Exercise -> Below are some records; quote exactly the lines from the one that contains "it already finished." through the one that contains "fn cancel_if_open(&self, workflow_id: Uuid, reason: &str)", inclusive, and no others.

********

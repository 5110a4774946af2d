/// Wiring and cross-entity operations.
///
/// `DonationService` builds every engine over one shared store. Operations
/// that touch a workflow and an appointment request together live here,
/// each as an explicit sequence of single-entity steps. Cancelling one side
/// never cancels the other unless the caller asks for it.

use std::sync::Arc;

use chrono::{DateTime, NaiveDate, Utc};
use tracing::{info, warn};
use uuid::Uuid;

use crate::appointment::{AppointmentRequestEngine, AppointmentSettings};
use crate::capacity::AppointmentCapacityLedger;
use crate::config::EngineConfig;
use crate::directory::Directory;
use crate::error::{EntityKind, FulfillmentError, Result};
use crate::inventory::InventoryAllocator;
use crate::models::{
    AppointmentRequest, CancelledBy, Demand, DonationWorkflow, InventoryUnit, RequestStatus,
    TimeSlot,
};
use crate::notify::Notifier;
use crate::store::{RetryPolicy, Table};
use crate::workflow::{WorkflowEngine, WorkflowSettings};

/// What a housekeeping sweep changed.
#[derive(Debug, Clone, Default, PartialEq, Eq)]
pub struct SweepReport {
    pub expired_units: Vec<Uuid>,
    pub expired_requests: Vec<Uuid>,
}

pub struct DonationService {
    config: EngineConfig,
    inventory: Arc<InventoryAllocator>,
    ledger: Arc<AppointmentCapacityLedger>,
    workflows: WorkflowEngine,
    appointments: AppointmentRequestEngine,
}

impl DonationService {
    pub fn new(config: EngineConfig, directory: Arc<dyn Directory>, notifier: Arc<dyn Notifier>) -> Self {
        let retry = RetryPolicy::from(&config.store);
        let requests = Arc::new(Table::new(retry));

        let inventory = Arc::new(InventoryAllocator::new(Arc::new(Table::new(retry))));
        let ledger = Arc::new(AppointmentCapacityLedger::new(
            Arc::new(Table::new(retry)),
            requests.clone(),
            config.scheduling.default_slot_capacity,
        ));
        let workflows = WorkflowEngine::new(
            Arc::new(Table::new(retry)),
            Arc::new(Table::new(retry)),
            inventory.clone(),
            directory.clone(),
            notifier.clone(),
            WorkflowSettings::from(&config),
        );
        let appointments = AppointmentRequestEngine::new(
            requests,
            ledger.clone(),
            directory,
            notifier,
            AppointmentSettings::from(&config),
        );

        DonationService {
            config,
            inventory,
            ledger,
            workflows,
            appointments,
        }
    }

    pub fn config(&self) -> &EngineConfig {
        &self.config
    }

    pub fn inventory(&self) -> &InventoryAllocator {
        &self.inventory
    }

    pub fn ledger(&self) -> &AppointmentCapacityLedger {
        &self.ledger
    }

    pub fn workflows(&self) -> &WorkflowEngine {
        &self.workflows
    }

    pub fn appointments(&self) -> &AppointmentRequestEngine {
        &self.appointments
    }

    /// Register a demand and start its first workflow.
    pub fn submit_demand(&self, demand: Demand) -> Result<(Demand, DonationWorkflow)> {
        let demand = self.workflows.submit_demand(demand)?;
        let workflow = self.workflows.create(demand.reference())?;
        Ok((demand, workflow))
    }

    /// Feed an approved or accepted appointment into a workflow.
    ///
    /// An unassigned workflow takes the request's donor. The workflow is
    /// scheduled on the confirmed slot when staff proposed one, otherwise
    /// on the requested one, and marked confirmed.
    pub fn link_appointment(
        &self,
        request_id: Uuid,
        workflow_id: Uuid,
    ) -> Result<(AppointmentRequest, DonationWorkflow)> {
        let request = self.appointments.get(request_id)?;
        if !matches!(
            request.status,
            RequestStatus::Approved | RequestStatus::Accepted
        ) {
            return Err(FulfillmentError::invalid_state(
                EntityKind::AppointmentRequest,
                request_id,
                "link",
                request.status,
            ));
        }
        let workflow = self.workflows.get(workflow_id)?;
        match workflow.donor_id {
            None => {
                self.workflows
                    .assign_donor(workflow_id, request.donor_id, None)?;
            }
            Some(donor_id) if donor_id != request.donor_id => {
                return Err(FulfillmentError::validation(format!(
                    "workflow {workflow_id} is assigned to another donor"
                )));
            }
            Some(_) => {}
        }

        let (date, location_id, _) = appointment_slot(&request);
        self.workflows
            .schedule_appointment(workflow_id, Some(request_id), date, location_id)?;
        let workflow = self.workflows.confirm_appointment(workflow_id)?;
        let request = self.appointments.link_to_workflow(request_id, workflow_id)?;

        info!(%request_id, %workflow_id, %date, "appointment feeds workflow");
        Ok((request, workflow))
    }

    /// Record the donation made at a linked appointment.
    ///
    /// Checks the donor in if that has not happened yet, completes the
    /// workflow's donation, then completes the request.
    pub fn complete_appointment(
        &self,
        request_id: Uuid,
        donated_on: NaiveDate,
        quantity: u32,
    ) -> Result<(AppointmentRequest, DonationWorkflow, InventoryUnit)> {
        let request = self.appointments.get(request_id)?;
        let workflow_id = request.workflow_id.ok_or_else(|| {
            FulfillmentError::validation(format!("request {request_id} is not linked to a workflow"))
        })?;
        if request.status != RequestStatus::CheckedIn {
            self.appointments.check_in(request_id)?;
        }

        let (_, location_id, _) = appointment_slot(&request);
        let (workflow, unit) =
            self.workflows
                .complete_donation(workflow_id, donated_on, location_id, quantity)?;
        let request = self.appointments.complete(request_id)?;
        Ok((request, workflow, unit))
    }

    /// Cancel an appointment request and then its linked workflow.
    ///
    /// The workflow is left as is when it already finished.
    pub fn cancel_linked(
        &self,
        request_id: Uuid,
        by: CancelledBy,
        reason: &str,
    ) -> Result<(AppointmentRequest, Option<DonationWorkflow>)> {
        let request = self.appointments.cancel(request_id, by)?;
        let workflow = match request.workflow_id {
            Some(workflow_id) => Some(self.cancel_if_open(workflow_id, reason)?),
            None => None,
        };
        Ok((request, workflow))
    }

    /// Cancel a workflow and then the appointment request feeding it.
    pub fn cancel_workflow_and_appointment(
        &self,
        workflow_id: Uuid,
        reason: &str,
    ) -> Result<(DonationWorkflow, Option<AppointmentRequest>)> {
        let workflow = self.workflows.cancel(workflow_id, reason)?;
        let linked = workflow.appointment.as_ref().and_then(|a| a.request_id);
        let request = match linked {
            Some(request_id) => {
                let request = self.appointments.get(request_id)?;
                if request.status.can_transition_to(RequestStatus::Cancelled) {
                    Some(self.appointments.cancel(request_id, CancelledBy::Staff)?)
                } else {
                    Some(request)
                }
            }
            None => None,
        };
        Ok((workflow, request))
    }

    /// Expire stale stock and overdue pending requests.
    pub fn sweep(&self, now: DateTime<Utc>) -> SweepReport {
        let report = SweepReport {
            expired_units: self.inventory.expire_units(now),
            expired_requests: self.appointments.mark_expired(now),
        };
        info!(
            units = report.expired_units.len(),
            requests = report.expired_requests.len(),
            "housekeeping sweep finished"
        );
        report
    }

    fn cancel_if_open(&self, workflow_id: Uuid, reason: &str) -> Result<DonationWorkflow> {
        let workflow = self.workflows.get(workflow_id)?;
        if workflow.status.is_terminal() {
            warn!(%workflow_id, status = %workflow.status, "linked workflow already finished");
            return Ok(workflow);
        }
        self.workflows.cancel(workflow_id, reason)
    }
}

/// Where the appointment takes place: the staff-confirmed slot if any.
fn appointment_slot(request: &AppointmentRequest) -> (NaiveDate, Uuid, TimeSlot) {
    request.confirmed.map_or(
        (request.date, request.location_id, request.time_slot),
        |c| (c.date, c.location_id, c.time_slot),
    )
}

********

Solution for this task ->
    /// The workflow is left as is when it already finished.
    pub fn cancel_linked(
        &self,
        request_id: Uuid,
        by: CancelledBy,
        reason: &str,
    ) -> Result<(AppointmentRequest, Option<DonationWorkflow>)> {
        let request = self.appointments.cancel(request_id, by)?;
        let workflow = match request.workflow_id {
            Some(workflow_id) => Some(self.cancel_if_open(workflow_id, reason)?),
            None => None,
        };
        Ok((request, workflow))
    }

    /// Cancel a workflow and then the appointment request feeding it.
    pub fn cancel_workflow_and_appointment(
        &self,
        workflow_id: Uuid,
        reason: &str,
    ) -> Result<(DonationWorkflow, Option<AppointmentRequest>)> {
        let workflow = self.workflows.cancel(workflow_id, reason)?;
        let linked = workflow.appointment.as_ref().and_then(|a| a.request_id);
        let request = match linked {
            Some(request_id) => {
                let request = self.appointments.get(request_id)?;
                if request.status.can_transition_to(RequestStatus::Cancelled) {
                    Some(self.appointments.cancel(request_id, CancelledBy::Staff)?)
                } else {
                    Some(request)
                }
            }
            None => None,
        };
        Ok((workflow, request))
    }

    /// Expire stale stock and overdue pending requests.
    pub fn sweep(&self, now: DateTime<Utc>) -> SweepReport {
        let report = SweepReport {
            expired_units: self.inventory.expire_units(now),
            expired_requests: self.appointments.mark_expired(now),
        };
        info!(
            units = report.expired_units.len(),
            requests = report.expired_requests.len(),
            "housekeeping sweep finished"
        );
        report
    }

    fn cancel_if_open(&self, workflow_id: Uuid, reason: &str) -> Result<DonationWorkflow> {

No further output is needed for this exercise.